Al contrario la brevettabilità di queste “architetture” o “protocolli” o “interfacce” sarebbe una limitazione alla loro diffusione stessa: nell’informatica le architetture ad esempio di maggiore successo sono quelle che si diffondono di più: se l’idea su cui si basa tale architettura viene brevettata, questa idea non si diffonderà e verrà meno impiegata di quanto lo sarebbe senza brevetto.

Che dire poi della brevettabilità del protocolli ? Essi sono le regole con cui i programmi si scambiano informazioni. Brevettarli significa per tutta la società, ipotecare per sempre le proprie informazioni nelle mani di un’unica azienda: dare cioè a questa il controllo sull’informazione: sarebbe una grave mancanza strategica permettere ciò da parte di una classe dirigente

Ecco come lavorare meglio con i brevetti…

Brevettare questo genere di idee significa che ogni volta che a un tecnico viene in mente un’ idea (praticamente una volta al giorno nel lavoro quotidiano), deve prima verificare che non sia brevettata! Significherebbe praticamente impedirgli di lavorare in condizioni normali.

Come si potrebbe accusare qualcuno che usa queste idee di aver violato un brevetto? La realtà è che se un’ idea è brevettata non vuol dire necessariamente che sia innovativa.

Vogliamo parlare di una delle caratteristiche dell’azienda Italia? Altro che competitivita’ con i brevetti…

E che dire, poi, delle microimprese?
Ci sono decine di migliaia di imprese piccole e piccolissime che operano nel settore ITC e del software, a volte solo liberi professionisti con al massimo qualche collaboratore: se per le PMI è difficile e gravoso accedere al sistema dei brevetti, per loro è praticamente impossibile solo iniziare a pensare al problema brevetti.

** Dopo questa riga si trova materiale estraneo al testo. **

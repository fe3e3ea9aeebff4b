//! The resolver seam: anything that can map (provider_id, model_id) -> ModelSpec.

use async_trait::async_trait;

use crate::spec::ModelSpec;

/// Resolves a model's context/output limits.
///
/// Implementations: [`crate::LocalFileResolver`] (static JSON file),
/// [`crate::CachedResolver`] (in-memory cache wrapper), [`crate::CompositeResolver`]
/// (first-match chain), and jan-agent's HTTP resolver against the LLM-API catalog.
#[async_trait]
pub trait ModelLimitResolver: Send + Sync {
    /// Resolves the spec for `model_id` under `provider_id`, or `None` if unknown.
    async fn resolve(&self, provider_id: &str, model_id: &str) -> Option<ModelSpec>;
}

Anzi… sia PMI che liberi professionisti potranno essere attaccati (e ricattati) ogni qualvolta venga loro solo minacciata la possibilità di dover andare in tribunale a difendersi contro l’accusa di aver violato un brevetto: infatti i costi di queste cause sono così elevati che semplicemente il fatto di doversi difendere può definitivamente stroncare una piccola azienda.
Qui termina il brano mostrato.